◆ Supplied data ◆

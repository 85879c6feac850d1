//! `relay diff <project>`: preview what `relay mirror` would change.

use anyhow::{Context, Result};
use clap::Args;
use colored::Colorize;

use relay_core::TreeChangeKind;
use relay_sync::diff_unit;

use super::{GlobalArgs, Workspace};

/// Arguments for `relay diff`.
#[derive(Args, Debug)]
pub struct DiffArgs {
    /// Project to diff.
    pub project: String,
}

impl DiffArgs {
    pub fn run(self, global: &GlobalArgs) -> Result<()> {
        let workspace = Workspace::load(global)?;
        let unit = workspace.unit(&self.project)?;
        let result =
            diff_unit(&unit).with_context(|| format!("diff failed for '{}'", self.project))?;

        if global.json {
            println!(
                "{}",
                serde_json::to_string_pretty(&result).context("failed to serialize diff JSON")?
            );
            return Ok(());
        }
        if result.diffs.is_empty() {
            println!("No differences for '{}'.", result.project);
            return Ok(());
        }

        for diff in &result.diffs {
            let marker = match diff.change.kind {
                TreeChangeKind::Add => "A".green(),
                TreeChangeKind::Update => "M".yellow(),
                TreeChangeKind::Remove => "D".red(),
                TreeChangeKind::Relink => "L".cyan(),
            };
            println!("{marker} {}", diff.change.path.display());
            if let Some(text) = &diff.unified_diff {
                print!("{text}");
                if !text.ends_with('\n') {
                    println!();
                }
            }
        }
        println!("{} change(s)", result.diffs.len());
        Ok(())
    }
}
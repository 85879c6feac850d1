//! Manifest load errors, atomic writes and unit resolution.

use assert_fs::prelude::*;
use predicates::prelude::predicate;
use relay_core::{manifest, Manifest, ManifestError, ProjectEntry};
use std::fs;

// ---------------------------------------------------------------------------
// 1. Load error messages
// ---------------------------------------------------------------------------

#[test]
fn load_missing_manifest_returns_not_found() {
    let home = assert_fs::TempDir::new().expect("tempdir");
    let err = manifest::load_at(home.path()).unwrap_err();
    assert!(matches!(err, ManifestError::NotFound { .. }), "got: {err}");
    assert!(err.to_string().contains("manifest.yaml"));
}

#[test]
fn load_corrupt_yaml_returns_parse_error_with_path() {
    let home = assert_fs::TempDir::new().expect("tempdir");
    home.child(".relay/manifest.yaml")
        .write_str(": : corrupt : yaml : !!!\n  - broken: [unclosed")
        .expect("write");

    let err = manifest::load_at(home.path()).unwrap_err();
    assert!(matches!(err, ManifestError::Parse { .. }), "got: {err}");
    assert!(err.to_string().contains("manifest.yaml"));
}

#[test]
fn load_minimal_document() {
    let dir = assert_fs::TempDir::new().expect("tempdir");
    let file = dir.child("relay.yaml");
    file.write_str(
        "version: 1\n\
         defaults:\n  remote: https://review.example.com\n  fail_fast: true\n\
         projects:\n  - name: platform/build\n    path: build\n    parallel: false\n    patterns:\n      - 'revision:^main$'\n",
    )
    .expect("write");

    let loaded = manifest::load_from(file.path()).expect("load");
    assert!(loaded.defaults.fail_fast);
    let units = loaded.units(dir.path()).expect("units");
    assert_eq!(units[0].remote, "https://review.example.com/platform/build");
    assert!(!units[0].parallel);
    assert!(!units[0].rules.is_match("revision", "dev"));
}

// ---------------------------------------------------------------------------
// 2. Atomic write safety
// ---------------------------------------------------------------------------

#[test]
fn save_cleans_up_tmp_file() {
    let home = assert_fs::TempDir::new().expect("tempdir");
    let mut doc = Manifest::default();
    doc.add_project(ProjectEntry::new("a", "a"));
    manifest::save_at(home.path(), &mut doc).expect("save");

    home.child(".relay/manifest.yaml").assert(predicate::path::exists());
    home.child(".relay/manifest.yaml.tmp").assert(predicate::path::missing());
}

#[test]
fn save_to_custom_path_creates_parents() {
    let dir = assert_fs::TempDir::new().expect("tempdir");
    let path = dir.path().join("nested/deeper/relay.yaml");
    manifest::save_to(&path, &mut Manifest::default()).expect("save");
    let written = fs::read_to_string(&path).expect("read");
    assert!(written.contains("version: 1"));
    dir.child("nested/deeper/relay.yaml")
        .assert(predicate::str::contains("updated_at"));
}

#[test]
fn save_overwrites_previous_contents() {
    let home = assert_fs::TempDir::new().expect("tempdir");
    let mut doc = Manifest::default();
    doc.add_project(ProjectEntry::new("first", "first"));
    manifest::save_at(home.path(), &mut doc).expect("save");
    doc.add_project(ProjectEntry::new("second", "second"));
    manifest::save_at(home.path(), &mut doc).expect("save again");

    let loaded = manifest::load_at(home.path()).expect("load");
    let names: Vec<_> = loaded.projects.iter().map(|p| p.name.to_string()).collect();
    assert_eq!(names, ["first", "second"]);
}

◆ Assignment ◆
Give every record again, exactly as it appears.

◆ Response ◆
repository 85879c6feac850d1
//! `relay diff <project>`: preview what `relay mirror` would change.

use anyhow::{Context, Result};
use clap::Args;
use colored::Colorize;

use relay_core::TreeChangeKind;
use relay_sync::diff_unit;

use super::{GlobalArgs, Workspace};

/// Arguments for `relay diff`.
#[derive(Args, Debug)]
pub struct DiffArgs {
    /// Project to diff.
    pub project: String,
}

impl DiffArgs {
    pub fn run(self, global: &GlobalArgs) -> Result<()> {
        let workspace = Workspace::load(global)?;
        let unit = workspace.unit(&self.project)?;
        let result =
            diff_unit(&unit).with_context(|| format!("diff failed for '{}'", self.project))?;

        if global.json {
            println!(
                "{}",
                serde_json::to_string_pretty(&result).context("failed to serialize diff JSON")?
            );
            return Ok(());
        }
        if result.diffs.is_empty() {
            println!("No differences for '{}'.", result.project);
            return Ok(());
        }

        for diff in &result.diffs {
            let marker = match diff.change.kind {
                TreeChangeKind::Add => "A".green(),
                TreeChangeKind::Update => "M".yellow(),
                TreeChangeKind::Remove => "D".red(),
                TreeChangeKind::Relink => "L".cyan(),
            };
            println!("{marker} {}", diff.change.path.display());
            if let Some(text) = &diff.unified_diff {
                print!("{text}");
                if !text.ends_with('\n') {
                    println!();
                }
            }
        }
        println!("{} change(s)", result.diffs.len());
        Ok(())
    }
}
repository 85879c6feac850d1
//! Manifest load errors, atomic writes and unit resolution.

use assert_fs::prelude::*;
use predicates::prelude::predicate;
use relay_core::{manifest, Manifest, ManifestError, ProjectEntry};
use std::fs;

// ---------------------------------------------------------------------------
// 1. Load error messages
// ---------------------------------------------------------------------------

#[test]
fn load_missing_manifest_returns_not_found() {
    let home = assert_fs::TempDir::new().expect("tempdir");
    let err = manifest::load_at(home.path()).unwrap_err();
    assert!(matches!(err, ManifestError::NotFound { .. }), "got: {err}");
    assert!(err.to_string().contains("manifest.yaml"));
}

#[test]
fn load_corrupt_yaml_returns_parse_error_with_path() {
    let home = assert_fs::TempDir::new().expect("tempdir");
    home.child(".relay/manifest.yaml")
        .write_str(": : corrupt : yaml : !!!\n  - broken: [unclosed")
        .expect("write");

    let err = manifest::load_at(home.path()).unwrap_err();
    assert!(matches!(err, ManifestError::Parse { .. }), "got: {err}");
    assert!(err.to_string().contains("manifest.yaml"));
}

#[test]
fn load_minimal_document() {
    let dir = assert_fs::TempDir::new().expect("tempdir");
    let file = dir.child("relay.yaml");
    file.write_str(
        "version: 1\n\
         defaults:\n  remote: https://review.example.com\n  fail_fast: true\n\
         projects:\n  - name: platform/build\n    path: build\n    parallel: false\n    patterns:\n      - 'revision:^main$'\n",
    )
    .expect("write");

    let loaded = manifest::load_from(file.path()).expect("load");
    assert!(loaded.defaults.fail_fast);
    let units = loaded.units(dir.path()).expect("units");
    assert_eq!(units[0].remote, "https://review.example.com/platform/build");
    assert!(!units[0].parallel);
    assert!(!units[0].rules.is_match("revision", "dev"));
}

// ---------------------------------------------------------------------------
// 2. Atomic write safety
// ---------------------------------------------------------------------------

#[test]
fn save_cleans_up_tmp_file() {
    let home = assert_fs::TempDir::new().expect("tempdir");
    let mut doc = Manifest::default();
    doc.add_project(ProjectEntry::new("a", "a"));
    manifest::save_at(home.path(), &mut doc).expect("save");

    home.child(".relay/manifest.yaml").assert(predicate::path::exists());
    home.child(".relay/manifest.yaml.tmp").assert(predicate::path::missing());
}

#[test]
fn save_to_custom_path_creates_parents() {
    let dir = assert_fs::TempDir::new().expect("tempdir");
    let path = dir.path().join("nested/deeper/relay.yaml");
    manifest::save_to(&path, &mut Manifest::default()).expect("save");
    let written = fs::read_to_string(&path).expect("read");
    assert!(written.contains("version: 1"));
    dir.child("nested/deeper/relay.yaml")
        .assert(predicate::str::contains("updated_at"));
}

#[test]
fn save_overwrites_previous_contents() {
    let home = assert_fs::TempDir::new().expect("tempdir");
    let mut doc = Manifest::default();
    doc.add_project(ProjectEntry::new("first", "first"));
    manifest::save_at(home.path(), &mut doc).expect("save");
    doc.add_project(ProjectEntry::new("second", "second"));
    manifest::save_at(home.path(), &mut doc).expect("save again");

    let loaded = manifest::load_at(home.path()).expect("load");
    let names: Vec<_> = loaded.projects.iter().map(|p| p.name.to_string()).collect();
    assert_eq!(names, ["first", "second"]);
}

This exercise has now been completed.